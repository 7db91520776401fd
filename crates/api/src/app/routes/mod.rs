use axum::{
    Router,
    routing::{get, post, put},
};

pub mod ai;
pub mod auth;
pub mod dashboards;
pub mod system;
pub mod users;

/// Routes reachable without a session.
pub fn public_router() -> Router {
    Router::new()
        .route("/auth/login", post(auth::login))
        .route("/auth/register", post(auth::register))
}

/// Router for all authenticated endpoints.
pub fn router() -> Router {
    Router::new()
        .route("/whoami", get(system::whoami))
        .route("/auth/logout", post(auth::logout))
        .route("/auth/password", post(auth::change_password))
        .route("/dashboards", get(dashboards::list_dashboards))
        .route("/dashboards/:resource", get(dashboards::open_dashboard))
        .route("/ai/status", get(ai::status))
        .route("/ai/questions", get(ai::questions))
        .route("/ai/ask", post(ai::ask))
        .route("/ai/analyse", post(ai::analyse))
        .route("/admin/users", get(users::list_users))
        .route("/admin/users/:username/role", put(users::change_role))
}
::::::::
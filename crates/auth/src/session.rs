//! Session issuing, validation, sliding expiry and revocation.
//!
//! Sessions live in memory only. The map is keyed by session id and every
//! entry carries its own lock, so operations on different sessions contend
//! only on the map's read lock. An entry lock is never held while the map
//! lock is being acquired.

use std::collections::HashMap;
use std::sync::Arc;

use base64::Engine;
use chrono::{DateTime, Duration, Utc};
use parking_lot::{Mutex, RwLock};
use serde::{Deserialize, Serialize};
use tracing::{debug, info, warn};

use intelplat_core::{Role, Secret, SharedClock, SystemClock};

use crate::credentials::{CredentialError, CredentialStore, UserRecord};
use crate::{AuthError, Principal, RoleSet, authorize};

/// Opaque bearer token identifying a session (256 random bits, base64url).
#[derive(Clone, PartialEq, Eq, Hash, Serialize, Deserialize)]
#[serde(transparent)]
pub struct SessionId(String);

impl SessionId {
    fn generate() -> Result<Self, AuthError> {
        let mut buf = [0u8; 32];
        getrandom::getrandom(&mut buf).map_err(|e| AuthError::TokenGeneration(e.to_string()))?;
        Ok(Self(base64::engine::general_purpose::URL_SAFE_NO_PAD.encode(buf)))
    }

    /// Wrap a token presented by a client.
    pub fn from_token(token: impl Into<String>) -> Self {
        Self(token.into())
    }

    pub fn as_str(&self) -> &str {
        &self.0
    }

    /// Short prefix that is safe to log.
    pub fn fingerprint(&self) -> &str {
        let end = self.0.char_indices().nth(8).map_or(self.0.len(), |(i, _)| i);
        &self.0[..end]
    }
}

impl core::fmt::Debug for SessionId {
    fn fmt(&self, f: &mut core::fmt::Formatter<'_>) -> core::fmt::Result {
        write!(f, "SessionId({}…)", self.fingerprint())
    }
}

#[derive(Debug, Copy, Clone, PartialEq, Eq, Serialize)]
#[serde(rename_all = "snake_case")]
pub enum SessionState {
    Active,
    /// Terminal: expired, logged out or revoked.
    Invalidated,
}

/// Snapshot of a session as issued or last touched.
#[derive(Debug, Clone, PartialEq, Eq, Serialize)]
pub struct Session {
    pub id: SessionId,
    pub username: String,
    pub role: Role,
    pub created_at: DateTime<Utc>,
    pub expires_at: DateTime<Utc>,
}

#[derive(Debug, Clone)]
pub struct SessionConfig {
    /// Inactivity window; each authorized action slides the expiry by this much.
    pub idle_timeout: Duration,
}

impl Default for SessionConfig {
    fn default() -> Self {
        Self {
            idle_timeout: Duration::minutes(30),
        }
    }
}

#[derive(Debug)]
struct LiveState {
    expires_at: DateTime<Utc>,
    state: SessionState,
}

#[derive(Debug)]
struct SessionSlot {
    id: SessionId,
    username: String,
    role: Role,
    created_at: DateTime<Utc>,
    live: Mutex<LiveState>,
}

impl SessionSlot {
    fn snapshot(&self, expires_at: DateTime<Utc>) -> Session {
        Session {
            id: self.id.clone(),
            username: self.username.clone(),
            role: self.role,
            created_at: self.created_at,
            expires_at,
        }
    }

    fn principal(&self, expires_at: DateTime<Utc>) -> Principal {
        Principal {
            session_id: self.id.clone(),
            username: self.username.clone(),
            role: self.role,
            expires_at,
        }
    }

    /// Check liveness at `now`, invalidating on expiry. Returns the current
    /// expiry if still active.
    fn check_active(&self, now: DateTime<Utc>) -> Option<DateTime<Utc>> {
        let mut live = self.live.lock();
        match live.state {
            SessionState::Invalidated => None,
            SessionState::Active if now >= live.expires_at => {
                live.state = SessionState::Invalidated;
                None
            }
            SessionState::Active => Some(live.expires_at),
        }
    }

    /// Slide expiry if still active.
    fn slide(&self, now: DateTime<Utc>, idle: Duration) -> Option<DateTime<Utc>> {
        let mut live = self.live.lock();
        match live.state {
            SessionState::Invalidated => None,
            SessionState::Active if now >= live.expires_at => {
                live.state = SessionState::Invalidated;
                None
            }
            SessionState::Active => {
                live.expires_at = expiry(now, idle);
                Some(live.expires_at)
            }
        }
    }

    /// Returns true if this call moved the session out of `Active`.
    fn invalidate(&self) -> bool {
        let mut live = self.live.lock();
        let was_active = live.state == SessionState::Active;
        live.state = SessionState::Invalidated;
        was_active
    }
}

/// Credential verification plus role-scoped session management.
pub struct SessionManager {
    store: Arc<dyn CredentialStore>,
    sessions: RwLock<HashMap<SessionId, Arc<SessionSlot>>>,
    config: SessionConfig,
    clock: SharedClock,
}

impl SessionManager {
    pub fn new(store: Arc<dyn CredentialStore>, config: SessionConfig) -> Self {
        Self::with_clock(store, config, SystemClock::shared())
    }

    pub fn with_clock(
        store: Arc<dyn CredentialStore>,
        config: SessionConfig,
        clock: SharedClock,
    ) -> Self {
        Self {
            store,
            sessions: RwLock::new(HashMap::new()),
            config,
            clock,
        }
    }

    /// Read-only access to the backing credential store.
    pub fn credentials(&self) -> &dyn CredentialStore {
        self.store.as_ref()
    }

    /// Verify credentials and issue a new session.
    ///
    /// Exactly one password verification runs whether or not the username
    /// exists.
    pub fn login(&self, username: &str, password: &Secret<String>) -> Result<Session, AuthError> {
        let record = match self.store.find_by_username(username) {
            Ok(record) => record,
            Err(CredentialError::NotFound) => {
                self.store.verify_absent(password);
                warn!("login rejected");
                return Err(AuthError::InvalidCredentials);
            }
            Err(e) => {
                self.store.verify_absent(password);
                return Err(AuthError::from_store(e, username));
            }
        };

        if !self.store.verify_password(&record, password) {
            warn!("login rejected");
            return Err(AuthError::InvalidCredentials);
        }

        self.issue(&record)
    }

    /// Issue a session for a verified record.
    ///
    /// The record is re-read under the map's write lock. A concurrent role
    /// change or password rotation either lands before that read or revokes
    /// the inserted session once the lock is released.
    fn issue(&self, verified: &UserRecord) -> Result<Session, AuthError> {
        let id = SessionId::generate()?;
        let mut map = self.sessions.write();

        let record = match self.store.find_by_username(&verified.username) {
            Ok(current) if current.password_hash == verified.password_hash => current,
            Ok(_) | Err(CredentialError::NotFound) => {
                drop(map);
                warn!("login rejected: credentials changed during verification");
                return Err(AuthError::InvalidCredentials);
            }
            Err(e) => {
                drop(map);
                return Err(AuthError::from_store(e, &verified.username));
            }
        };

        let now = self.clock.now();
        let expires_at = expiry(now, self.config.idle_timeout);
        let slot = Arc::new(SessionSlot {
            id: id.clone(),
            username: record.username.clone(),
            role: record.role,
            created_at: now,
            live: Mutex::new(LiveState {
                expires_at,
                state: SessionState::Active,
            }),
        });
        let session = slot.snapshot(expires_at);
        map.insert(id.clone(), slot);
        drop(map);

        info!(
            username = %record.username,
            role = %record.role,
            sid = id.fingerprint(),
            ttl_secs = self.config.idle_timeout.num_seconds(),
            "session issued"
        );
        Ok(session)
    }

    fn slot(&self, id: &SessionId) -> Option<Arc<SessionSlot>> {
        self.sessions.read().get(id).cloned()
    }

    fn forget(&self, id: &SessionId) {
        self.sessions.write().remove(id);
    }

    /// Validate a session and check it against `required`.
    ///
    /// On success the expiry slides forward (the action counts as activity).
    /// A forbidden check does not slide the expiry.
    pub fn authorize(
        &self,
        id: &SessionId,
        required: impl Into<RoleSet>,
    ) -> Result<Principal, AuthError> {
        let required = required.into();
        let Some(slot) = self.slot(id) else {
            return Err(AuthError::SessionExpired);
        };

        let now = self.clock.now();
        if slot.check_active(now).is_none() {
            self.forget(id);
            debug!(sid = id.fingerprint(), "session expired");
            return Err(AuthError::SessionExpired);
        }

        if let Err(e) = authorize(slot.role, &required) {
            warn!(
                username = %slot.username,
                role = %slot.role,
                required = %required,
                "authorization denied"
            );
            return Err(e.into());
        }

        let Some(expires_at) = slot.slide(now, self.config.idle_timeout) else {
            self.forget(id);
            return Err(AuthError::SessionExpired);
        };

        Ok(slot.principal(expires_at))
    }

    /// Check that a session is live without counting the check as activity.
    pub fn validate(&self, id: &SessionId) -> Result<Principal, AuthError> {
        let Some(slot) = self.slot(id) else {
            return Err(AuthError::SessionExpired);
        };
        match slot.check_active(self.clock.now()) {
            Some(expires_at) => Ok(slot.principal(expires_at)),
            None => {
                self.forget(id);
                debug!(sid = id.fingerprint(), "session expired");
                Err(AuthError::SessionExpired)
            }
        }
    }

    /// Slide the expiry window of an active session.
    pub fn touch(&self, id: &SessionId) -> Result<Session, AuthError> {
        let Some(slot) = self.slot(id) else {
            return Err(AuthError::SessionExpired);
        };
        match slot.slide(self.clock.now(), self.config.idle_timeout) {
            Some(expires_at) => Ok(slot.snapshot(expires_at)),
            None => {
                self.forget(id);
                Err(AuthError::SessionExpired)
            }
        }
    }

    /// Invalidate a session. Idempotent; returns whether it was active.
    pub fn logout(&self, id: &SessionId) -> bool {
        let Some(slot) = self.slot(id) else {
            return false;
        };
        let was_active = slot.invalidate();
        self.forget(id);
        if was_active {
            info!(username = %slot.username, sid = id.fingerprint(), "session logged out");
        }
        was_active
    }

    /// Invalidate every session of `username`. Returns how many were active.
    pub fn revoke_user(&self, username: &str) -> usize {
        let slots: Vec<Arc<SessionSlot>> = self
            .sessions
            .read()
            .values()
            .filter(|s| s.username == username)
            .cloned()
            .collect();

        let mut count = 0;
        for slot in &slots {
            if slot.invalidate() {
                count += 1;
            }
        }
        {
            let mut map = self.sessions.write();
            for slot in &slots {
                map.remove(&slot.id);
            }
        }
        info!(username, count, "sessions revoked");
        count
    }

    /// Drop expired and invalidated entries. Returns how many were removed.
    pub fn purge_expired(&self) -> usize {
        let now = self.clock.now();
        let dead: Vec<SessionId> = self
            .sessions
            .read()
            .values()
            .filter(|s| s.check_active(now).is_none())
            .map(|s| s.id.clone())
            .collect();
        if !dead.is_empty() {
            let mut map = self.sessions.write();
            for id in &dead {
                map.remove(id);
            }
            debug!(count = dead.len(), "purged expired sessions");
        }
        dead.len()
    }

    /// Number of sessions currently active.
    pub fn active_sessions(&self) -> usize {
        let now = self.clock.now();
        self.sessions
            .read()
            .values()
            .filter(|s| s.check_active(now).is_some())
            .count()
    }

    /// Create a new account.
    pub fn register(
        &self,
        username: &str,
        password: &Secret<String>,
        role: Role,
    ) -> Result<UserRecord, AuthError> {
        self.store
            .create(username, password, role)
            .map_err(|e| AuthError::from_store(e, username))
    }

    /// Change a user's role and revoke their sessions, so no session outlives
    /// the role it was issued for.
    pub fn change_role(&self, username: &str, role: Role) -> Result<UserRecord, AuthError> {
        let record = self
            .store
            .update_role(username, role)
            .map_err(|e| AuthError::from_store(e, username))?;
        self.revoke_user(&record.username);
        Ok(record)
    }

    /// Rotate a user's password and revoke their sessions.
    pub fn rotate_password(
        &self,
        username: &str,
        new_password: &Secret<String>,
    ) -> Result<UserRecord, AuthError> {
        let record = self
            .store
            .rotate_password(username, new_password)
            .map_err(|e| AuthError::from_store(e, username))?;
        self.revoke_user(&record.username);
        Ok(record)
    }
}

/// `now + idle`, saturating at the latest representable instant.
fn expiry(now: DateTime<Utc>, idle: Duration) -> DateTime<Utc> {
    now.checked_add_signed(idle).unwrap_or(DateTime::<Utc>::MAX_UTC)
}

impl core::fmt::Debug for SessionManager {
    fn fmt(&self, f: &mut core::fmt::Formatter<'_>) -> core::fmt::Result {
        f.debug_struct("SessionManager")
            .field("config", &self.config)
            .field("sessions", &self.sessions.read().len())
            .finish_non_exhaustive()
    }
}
::::::::
#### [Task item]
Above are the entries; copy every line among them that contains the word "match".

#### [Solution to this exercise]
        match live.state {
        match live.state {
        let record = match self.store.find_by_username(username) {
        let record = match self.store.find_by_username(&verified.username) {
        match slot.check_active(self.clock.now()) {
        match slot.slide(self.clock.now(), self.config.idle_timeout) {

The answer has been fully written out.